One year ago I sat at this same keyboard, staring at this same monitor and if I remember correctly I was thinking almost the very same thing. Obviously, short of the very peculiar feeling of Deja Vu I'm experiencing this could be last year. Wait, wait, wait. No, no I do believe last year I was late, this year I'm early. See? We are making progress. Ok then, onward you say? Onward we shall go.
Thirty five years ago Roe v. Wade made women's reproductive choice an American woman's right. This right, however would not go down in history. It would not become one of those that every American stands for. Unlike the freedom to choose religion, or lack thereof, unlike the freedom to choose one's words - spoken or otherwise, or the freedom to choose employment without being barred as a result of inequitable bias, the freedom to choose when and what a woman must use her body for remains controversial at best. And now we find ourselves continually defending that right. I'm ok with that. Thirty five years later an election year is upon us. I'm fantastic with that. This year we, the men and women of America have the right, one much less controversial I might add, to choose our candidates wisely. To vote pro-choice.
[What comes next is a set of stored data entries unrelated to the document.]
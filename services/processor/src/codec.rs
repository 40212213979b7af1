//! Image decode/encode at the filesystem boundary.

use std::path::Path;

use image::{ImageFormat, RgbaImage};
use mosaic_common::{MosaicError, MosaicResult};

/// Decode a source image into RGBA.
///
/// The format is sniffed by the `image` crate; any failure to open or
/// decode becomes `MosaicError::Decode` for the calling unit.
pub fn read_image(path: &Path) -> MosaicResult<RgbaImage> {
    let img = image::open(path).map_err(|e| MosaicError::Decode {
        path: path.display().to_string(),
        message: e.to_string(),
    })?;
    Ok(img.to_rgba8())
}

/// Encode an image to disk.
///
/// The derived output path keeps the source extension, but the bytes are
/// always lossless PNG, whatever the extension says.
pub fn write_image(image: &RgbaImage, path: &Path) -> MosaicResult<()> {
    image
        .save_with_format(path, ImageFormat::Png)
        .map_err(|e| MosaicError::Encode {
            path: path.display().to_string(),
            message: e.to_string(),
        })
}

#[cfg(test)]
mod tests {
    use super::*;
    use image::Rgba;

    const PNG_SIGNATURE: [u8; 8] = [137, 80, 78, 71, 13, 10, 26, 10];

    #[test]
    fn test_round_trip() {
        let dir = tempfile::tempdir().unwrap();
        let path = dir.path().join("tiny.png");

        let img = RgbaImage::from_pixel(3, 2, Rgba([9, 8, 7, 255]));
        write_image(&img, &path).unwrap();

        let back = read_image(&path).unwrap();
        assert_eq!(back.dimensions(), (3, 2));
        assert_eq!(*back.get_pixel(2, 1), Rgba([9, 8, 7, 255]));
    }

    #[test]
    fn test_output_is_png_even_with_jpg_extension() {
        let dir = tempfile::tempdir().unwrap();
        let path = dir.path().join("photo-palette.jpg");

        let img = RgbaImage::from_pixel(2, 2, Rgba([1, 2, 3, 255]));
        write_image(&img, &path).unwrap();

        let bytes = std::fs::read(&path).unwrap();
        assert_eq!(&bytes[0..8], &PNG_SIGNATURE);
    }

    #[test]
    fn test_unreadable_source_is_a_decode_error() {
        let err = read_image(Path::new("/nonexistent/missing.png")).unwrap_err();
        assert!(matches!(err, MosaicError::Decode { .. }));
    }

    #[test]
    fn test_non_image_content_is_a_decode_error() {
        let dir = tempfile::tempdir().unwrap();
        let path = dir.path().join("not-an-image.png");
        std::fs::write(&path, b"plain text, not pixels").unwrap();

        let err = read_image(&path).unwrap_err();
        assert!(matches!(err, MosaicError::Decode { .. }));
    }
}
I will be at the polls. I will be voting for the candidate who I believe will best protect those and so many other of my rights this year, and in the four or more that will follow. Even more than that, though, I will be voting for the candidate who will do the very same for my daughters, your daughters, granddaughters, nieces, sisters, aunts, and yes, even grandmothers. For all women I will stand. Why? I will stand because I do not believe that laws belong on our bodies. I will stand because I believe that a ban on abortion would result in far worse conditions for children nationwide. And most importantly, I will stand because to lose our right to choose would also be to infringe on the very freedom that so many pro-life supporters grasp to in their argument, the freedom of religion. To lose our right to choose would be two-fold.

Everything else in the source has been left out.